Data to examine >>
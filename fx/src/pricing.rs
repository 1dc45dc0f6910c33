//! Pure transfer pricing: fee and conversion amounts for a transfer.
//!
//! No I/O, no state, no error path. Callers pre-validate the amount (the
//! accepted external range is 50-5000 USD); behavior for non-positive
//! amounts or rates is unspecified.

use remit_common::{Currency, RateSnapshot, SendCurrency};
use rust_decimal::{Decimal, RoundingStrategy};
use serde::Serialize;

/// Priced breakdown of a transfer request.
#[derive(Debug, Clone, PartialEq, Serialize)]
pub struct Quote {
    /// Fee charged, in USD. Rounded up to the cent.
    pub fee_usd: Decimal,
    /// Fee fraction applied (0.10 for GBP, 0.20 for ZAR).
    pub fee_percentage: Decimal,
    /// Snapshot rate used for the conversion.
    pub exchange_rate: Decimal,
    /// Amount delivered, in the destination currency. Rounded up to the
    /// minor unit.
    pub recipient_amount: Decimal,
    /// Source amount net of the fee, in USD.
    pub amount_after_fee: Decimal,
}

/// Fee fraction for a destination currency.
///
/// Closed, hardcoded schedule: a new corridor gets a new row here, the
/// rate is never inferred.
pub fn fee_percentage(currency: SendCurrency) -> Decimal {
    match currency {
        SendCurrency::Gbp => Decimal::new(10, 2), // 10%
        SendCurrency::Zar => Decimal::new(20, 2), // 20%
    }
}

/// Price a transfer of `amount_usd` to `currency` at the given rates.
///
/// Both the fee and the recipient amount round UP to the nearest minor
/// unit; rounding in the operator's favor is part of the pricing policy.
pub fn price(amount_usd: Decimal, currency: SendCurrency, rates: &RateSnapshot) -> Quote {
    let fee_percentage = fee_percentage(currency);
    let exchange_rate = rates.rate(Currency::from(currency));

    let fee_usd = ceil_minor(amount_usd * fee_percentage);
    let amount_after_fee = amount_usd - fee_usd;
    let recipient_amount = ceil_minor(amount_after_fee / exchange_rate);

    Quote {
        fee_usd,
        fee_percentage,
        exchange_rate,
        recipient_amount,
        amount_after_fee,
    }
}

/// Round up to two decimal places, never down or to-nearest.
fn ceil_minor(value: Decimal) -> Decimal {
    value.round_dp_with_strategy(2, RoundingStrategy::ToPositiveInfinity)
}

What is being asked >>
Write out again, exactly, the lines from the one holding "let fee_usd = ceil_minor(amount_usd" through the end of the listing, with both ends included.

Response below >>
    let fee_usd = ceil_minor(amount_usd * fee_percentage);
    let amount_after_fee = amount_usd - fee_usd;
    let recipient_amount = ceil_minor(amount_after_fee / exchange_rate);

    Quote {
        fee_usd,
        fee_percentage,
        exchange_rate,
        recipient_amount,
        amount_after_fee,
    }
}

/// Round up to two decimal places, never down or to-nearest.
fn ceil_minor(value: Decimal) -> Decimal {
    value.round_dp_with_strategy(2, RoundingStrategy::ToPositiveInfinity)
}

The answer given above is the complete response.